EXERCISE DIRECTIONS:
Give again, word for word, every line below from the one that has "Start HTTP server" through the one that has "use tokio::sync::broadcast;", both included, and no others.

• • • • •

use exchange_data_service::{api, config::Config, db, notify::Notifier, ratefeed, state::AppState};
use std::sync::Arc;
use tokio_util::sync::CancellationToken;
use tracing_subscriber::{layer::SubscriberExt, util::SubscriberInitExt};

#[tokio::main]
async fn main() -> Result<(), Box<dyn std::error::Error>> {
    // Initialize logging
    tracing_subscriber::registry()
        .with(tracing_subscriber::EnvFilter::new(
            std::env::var("RUST_LOG").unwrap_or_else(|_| "info".into()),
        ))
        .with(tracing_subscriber::fmt::layer())
        .init();

    tracing::info!("Starting exchange-data-service");

    // Load configuration
    let config = Config::from_env();

    // Setup database connection
    let db_pool = db::connection::establish_connection(&config.database_url).await?;
    tracing::info!("Database connection established");

    // Create the broadcast channel for transaction-created events
    let notifier = Notifier::new(config.notify_capacity);

    // Create shared state
    let app_state = Arc::new(AppState {
        config: config.clone(),
        db_pool,
        notifier,
    });

    // Start live rate polling task with an explicit stop handle
    let shutdown = CancellationToken::new();
    let polling_state = app_state.clone();
    let polling_shutdown = shutdown.clone();
    let poller_handle = tokio::spawn(async move {
        ratefeed::poller::start_polling(polling_state, polling_shutdown).await;
    });
    tracing::info!("Live rate polling task started");

    // Start HTTP server
    let app = api::create_router(app_state);
    let addr = format!("{}:{}", config.server_host, config.server_port);
    tracing::info!("Starting server on {}", addr);

    let listener = tokio::net::TcpListener::bind(&addr).await?;
    let serve_shutdown = shutdown.clone();
    axum::serve(listener, app)
        .with_graceful_shutdown(async move {
            let _ = tokio::signal::ctrl_c().await;
            tracing::info!("Shutdown signal received");
            serve_shutdown.cancel();
        })
        .await?;

    // Stop the poller along with the server
    shutdown.cancel();
    let _ = poller_handle.await;

    Ok(())
}
//! Broadcast channel for "transaction created" events.
//!
//! Delivery is at-most-once best-effort: publishing never blocks and never
//! fails the caller, a subscriber that lags past the channel capacity loses
//! the oldest buffered events, and a disconnected client reconciles through
//! its next full list fetch.

use crate::models::Transaction;
use serde::Serialize;
use tokio::sync::broadcast;

/// Event name delivered to WebSocket subscribers.
pub const TRANSACTION_CREATED: &str = "transaction.created";

#[derive(Debug, Serialize)]
pub struct EventEnvelope {
    pub event: &'static str,
    pub data: Transaction,
}

impl EventEnvelope {
    pub fn created(data: Transaction) -> Self {
        Self {
            event: TRANSACTION_CREATED,
            data,
        }
    }
}

#[derive(Clone)]
pub struct Notifier {
    tx: broadcast::Sender<Transaction>,
}

impl Notifier {
    pub fn new(capacity: usize) -> Self {
        let (tx, _) = broadcast::channel(capacity);
        Self { tx }
    }

    /// Publish a created transaction to every current subscriber.
    /// Returns the number of subscribers reached; 0 when nobody is listening.
    pub fn publish(&self, transaction: Transaction) -> usize {
        // send only errors when there are no receivers
        self.tx.send(transaction).unwrap_or(0)
    }

    pub fn subscribe(&self) -> broadcast::Receiver<Transaction> {
        self.tx.subscribe()
    }
}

• • • • •

SOLUTION TO THE PROBLEM:
    // Start HTTP server
    let app = api::create_router(app_state);
    let addr = format!("{}:{}", config.server_host, config.server_port);
    tracing::info!("Starting server on {}", addr);

    let listener = tokio::net::TcpListener::bind(&addr).await?;
    let serve_shutdown = shutdown.clone();
    axum::serve(listener, app)
        .with_graceful_shutdown(async move {
            let _ = tokio::signal::ctrl_c().await;
            tracing::info!("Shutdown signal received");
            serve_shutdown.cancel();
        })
        .await?;

    // Stop the poller along with the server
    shutdown.cancel();
    let _ = poller_handle.await;

    Ok(())
}
//! Broadcast channel for "transaction created" events.
//!
//! Delivery is at-most-once best-effort: publishing never blocks and never
//! fails the caller, a subscriber that lags past the channel capacity loses
//! the oldest buffered events, and a disconnected client reconciles through
//! its next full list fetch.

use crate::models::Transaction;
use serde::Serialize;
use tokio::sync::broadcast;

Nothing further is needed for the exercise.